After last night, I thought, I must find a support group, talking to others with similar upbringings will surely help me! Instead of a support group, I decided to talk on here. I was raised in a totally dysfunctional family. of course, I didn’t know it was dysfunctional as I grew up. Yes, there were many times things would happen I knew were wrong and not like other families but in a whole I thought I had a good family. I was the kid who wanted to die and tried to kill herself around the age of 12 with pills. I could go into the sexual abuse by my older brother, my emotionally distant mother, the belittling my mother did telling me i was weak, sickly and stupid, the manipulation she put me through even into adulthood, but I have tried to heal from all that.
Now I’m an adult and am in my fifties, living only a few blocks from my mother who is now in her seventies. from the outside, she looks to be a nice old woman but on the inside and behind your back she is mean, manipulating and a con. My brother lives next door to her and is an emotionally crippled man in his late 50’s who is also an alcoholic. He has not worked in 15 years and sucks off my mother which she totally wants him to. At one point in his life he was married and moved away but my mother cried constantly wanting him to move back and he did after his wife died.
Am I messed up? absolutely! But I have healed and am healing more each day. I stay away from my mom and brother only seeing them if they come here to my house, which happened last night. For some reason my mom thought it was a good idea to bring my brother over with her while he was drunk. It was a short stay but enough to have broken me out in hives later that night and upset my whole being. He just makes me physically ill being around him and my mom.
Now a little more about my mother. she began to manipulate me into getting married when I was 14, at 16 her manipulation worked. I won’t go into detail of my marriages now but will later. The best things that came from them are my children who are adults now and doing great. My mother was never there for me even when she knew I was being abused. she even told me I could not come home knowing I was being abused, but I really could not expect any more from her knowing what kind of person she is. She never protected me and lied, lied, and lied more her whole life. I suppose the proper word for it would be two faced. I think the only thing that saved me was staying away from her for 30 years.
Skipping many years… Now my mom is worse than ever. I’m not sure if it’s because of her age but she has gotten so much meaner, manipulates more and has become the queen of lies so much so I am moving out of state to get away from her and not telling her where I am.

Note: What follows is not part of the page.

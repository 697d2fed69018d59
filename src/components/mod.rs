pub mod force_graph;
pub mod metrics_panel;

It happened again, but this time my mom id saying i stole jewelry from her. Im just sick to my stomach about this situation with my mom. The fact is my mom took her jewelry and sold it at a local jewelry store. My next syep is to go to the stire and retrieve a list of items she sold. It’s sad i even need to do this, but to protect myself from her lies i do.
I’ve been discussing this horrible situation with my adult kids, which has helped a lot. They know how their grandmother is and know how to calm me.
My mother has never been a stable persin and even use to call herself “the pretender “. I really never thought anything about it until last night and looked it up online.
a person who pretends, especially for a dishonest purpose.
an aspirant or claimant (often followed by to):
a pretender to the throne.
Definition of pretender (continued)
a person who makes unjustified or false claims, statements, etc., as about personal status, abilities, intentions, or the like:
After reading this im like yep that’s her!
#dementia #frustrated #badmom #depression #elderly #Brickwall #heyIwillEditTomorrow
Like I’ve said before my mom has always made up lies but now that she’s in her later 70’s, and has taken a turn for the worse. Today once again she dropped by my house, i thought for a visit. It was quite the opposite! This “sweet” woman became a raging manic, cursing, lying and once again accusing me of stealing furniture from her.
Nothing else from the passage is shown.